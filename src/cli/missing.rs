//! Missing-playset command.
//!
//! One sheet per rarity across every requested group, holding the cards
//! still short of four copies. The rarity is matched against the asset
//! filename's rarity token, cross-checking the two data sources.

use super::{
    build_context, metrics, report_selection, save_sheet, CommonArgs, EXIT_ERROR,
    EXIT_INVALID_ARGS, EXIT_SUCCESS,
};
use crate::compose::{render_sheet, BadgeMode, RenderOptions};
use crate::gallery::{select, Target};
use crate::models::Rarity;
use image::Rgba;
use std::process::ExitCode;

pub fn run_missing(common: &CommonArgs, rarity_arg: Option<&str>) -> ExitCode {
    let rarities: Vec<Rarity> = match rarity_arg {
        Some(raw) => match Rarity::parse(raw) {
            Some(r) => vec![r],
            None => {
                eprintln!("Error: unknown rarity '{}'", raw);
                return ExitCode::from(EXIT_INVALID_ARGS);
            }
        },
        None => Rarity::ALL.to_vec(),
    };

    let ctx = match build_context(common) {
        Ok(c) => c,
        Err(code) => return code,
    };
    let m = metrics(&ctx.config);
    let mut failed = false;

    for lang in &ctx.config.project.languages {
        let scan_root = ctx.scan_root(lang);

        for rarity in &rarities {
            let target = Target::MissingPlayset(Some(*rarity));
            let selection = match select(
                &scan_root,
                &ctx.groups,
                &target,
                &ctx.collection,
                &ctx.assignments,
                &ctx.policy,
            ) {
                Ok(s) => s,
                Err(e) => {
                    eprintln!("Error: {}", e);
                    return ExitCode::from(EXIT_ERROR);
                }
            };
            report_selection(&selection, ctx.verbose);
            if selection.is_empty() {
                if ctx.verbose {
                    println!("No {} cards missing for playsets in {}, skipping", rarity.code(), lang);
                }
                continue;
            }

            let opts = RenderOptions {
                per_row: ctx.config.render.per_row,
                metrics: m,
                header_height: ctx.config.render.header_height,
                corner_radius: ctx.config.render.corner_radius,
                background: Rgba([255, 255, 255, 255]),
                header_text: Rgba([0, 0, 0, 255]),
                mark_completed: false,
                show_headers: true,
                badges: BadgeMode::MissingCount,
            };
            let (sheet, warnings) = render_sheet(&selection.groups, &opts, ctx.font.as_ref());
            for warning in &warnings {
                eprintln!("Warning: {}", warning.message);
            }

            let needed: u32 = selection
                .groups
                .iter()
                .flat_map(|g| g.items.iter())
                .map(|i| i.missing_for_playset())
                .sum();
            println!(
                "Copies needed for {} playset completion: {}",
                rarity.code(),
                needed
            );

            let name = format!("missing_playsets_{}", rarity.code());
            if !save_sheet(&sheet, &ctx.config.project.out, "missing_playset", lang, &name) {
                failed = true;
            }
        }
    }

    if failed {
        ExitCode::from(EXIT_ERROR)
    } else {
        ExitCode::from(EXIT_SUCCESS)
    }
}
//! Cardfolio - Library for reconciling a card collection with scanned card images
//!
//! This library provides functionality to:
//! - Parse a collection inventory export into a keyed index
//! - Attribute multicolor cards to balanced single-color buckets
//! - Select and lay out gallery sheets per color, group and ownership
//! - Composite the sheets and save them as PNG and WebP

pub mod assign;
pub mod cli;
pub mod compose;
pub mod config;
pub mod gallery;
pub mod inventory;
pub mod key;
pub mod layout;
pub mod models;
pub mod output;
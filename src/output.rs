//! Sheet output: PNG and WebP files under format-specific subdirectories.

use image::codecs::webp::WebPEncoder;
use image::{ExtendedColorType, RgbaImage};
use std::fs::File;
use std::io::BufWriter;
use std::path::{Path, PathBuf};
use thiserror::Error;

/// Error type for output operations
#[derive(Debug, Error)]
pub enum OutputError {
    #[error("IO error: {0}")]
    Io(#[from] std::io::Error),
    #[error("Image error: {0}")]
    Image(#[from] image::ImageError),
}

/// Output file paths for one rendered sheet.
///
/// Sheets land under `{out}/{pass}/{lang}/png/{name}.png` and
/// `{out}/{pass}/{lang}/webp/{name}.webp`; the name is derived from the
/// pass parameters (`003_amber`, `missing_playsets_EE`, `all_cards`) so
/// reruns overwrite deterministically.
pub fn pass_paths(out_root: &Path, pass: &str, lang: &str, name: &str) -> (PathBuf, PathBuf) {
    let base = out_root.join(pass).join(lang);
    (
        base.join("png").join(format!("{name}.png")),
        base.join("webp").join(format!("{name}.webp")),
    )
}

/// Save a sheet as PNG, creating parent directories.
pub fn save_png(image: &RgbaImage, path: &Path) -> Result<(), OutputError> {
    ensure_parent(path)?;
    image.save(path)?;
    Ok(())
}

/// Save a sheet as lossless WebP, creating parent directories.
pub fn save_webp(image: &RgbaImage, path: &Path) -> Result<(), OutputError> {
    ensure_parent(path)?;
    let file = BufWriter::new(File::create(path)?);
    let encoder = WebPEncoder::new_lossless(file);
    encoder.encode(
        image.as_raw(),
        image.width(),
        image.height(),
        ExtendedColorType::Rgba8,
    )?;
    Ok(())
}

fn ensure_parent(path: &Path) -> Result<(), std::io::Error> {
    if let Some(parent) = path.parent() {
        if !parent.as_os_str().is_empty() && !parent.exists() {
            std::fs::create_dir_all(parent)?;
        }
    }
    Ok(())
}
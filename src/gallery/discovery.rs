//! Asset file discovery.
//!
//! Card scans live under one directory per group, named
//! `{key}_{color1&color2}_{rarity}_{type}.{ext}`. The engine only consumes
//! the leading key token and, for rarity-filtered passes, the rarity token.

use glob::glob;
use std::path::{Path, PathBuf};
use thiserror::Error;

/// Error during asset discovery.
#[derive(Debug, Error)]
pub enum DiscoveryError {
    #[error("invalid glob pattern '{pattern}': {source}")]
    InvalidPattern {
        pattern: String,
        source: glob::PatternError,
    },
}

/// One discovered card scan.
#[derive(Debug, Clone, PartialEq, Eq)]
pub struct AssetFile {
    pub path: PathBuf,
    /// Leading filename token, the raw key
    pub raw_key: String,
    /// Third filename token, the rarity code, when present
    pub rarity_token: Option<String>,
}

/// Check if a path is a card scan (webp or png, any case).
fn is_asset_file(path: &Path) -> bool {
    path.extension()
        .and_then(|e| e.to_str())
        .is_some_and(|e| e.eq_ignore_ascii_case("webp") || e.eq_ignore_ascii_case("png"))
}

/// Split a scan filename into its raw key and rarity token.
///
/// Returns `None` for names with an empty leading token.
pub fn parse_asset_name(file_name: &str) -> Option<(String, Option<String>)> {
    let stem = file_name.split('.').next().unwrap_or(file_name);
    let mut tokens = stem.split('_');
    let raw_key = tokens.next().filter(|t| !t.is_empty())?;
    let rarity_token = tokens.nth(1).map(|t| t.to_ascii_uppercase());
    Some((raw_key.to_string(), rarity_token))
}

/// Enumerate card scans in a group directory, sorted by filename.
///
/// A missing directory yields an empty list; the caller treats it as a
/// group with no assets rather than an error.
pub fn discover_assets(dir: &Path) -> Result<Vec<AssetFile>, DiscoveryError> {
    if !dir.is_dir() {
        return Ok(Vec::new());
    }

    let pattern = dir.join("*").to_string_lossy().into_owned();
    let paths = glob(&pattern)
        .map_err(|source| DiscoveryError::InvalidPattern { pattern: pattern.clone(), source })?;

    let mut files = Vec::new();
    for entry in paths {
        match entry {
            Ok(path) => {
                if !path.is_file() || !is_asset_file(&path) {
                    continue;
                }
                let Some(file_name) = path.file_name().and_then(|n| n.to_str()) else {
                    continue;
                };
                if let Some((raw_key, rarity_token)) = parse_asset_name(file_name) {
                    files.push(AssetFile { path, raw_key, rarity_token });
                }
            }
            Err(e) => {
                // Log but continue on unreadable entries
                eprintln!("Warning: error reading path: {}", e);
            }
        }
    }

    files.sort_by(|a, b| a.path.cmp(&b.path));
    Ok(files)
}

-----

Required work ▸
Pick out, from the lines above, every one that contains the string "AssetFile".

Response for this exercise ▸
pub struct AssetFile {
pub fn discover_assets(dir: &Path) -> Result<Vec<AssetFile>, DiscoveryError> {
                    files.push(AssetFile { path, raw_key, rarity_token });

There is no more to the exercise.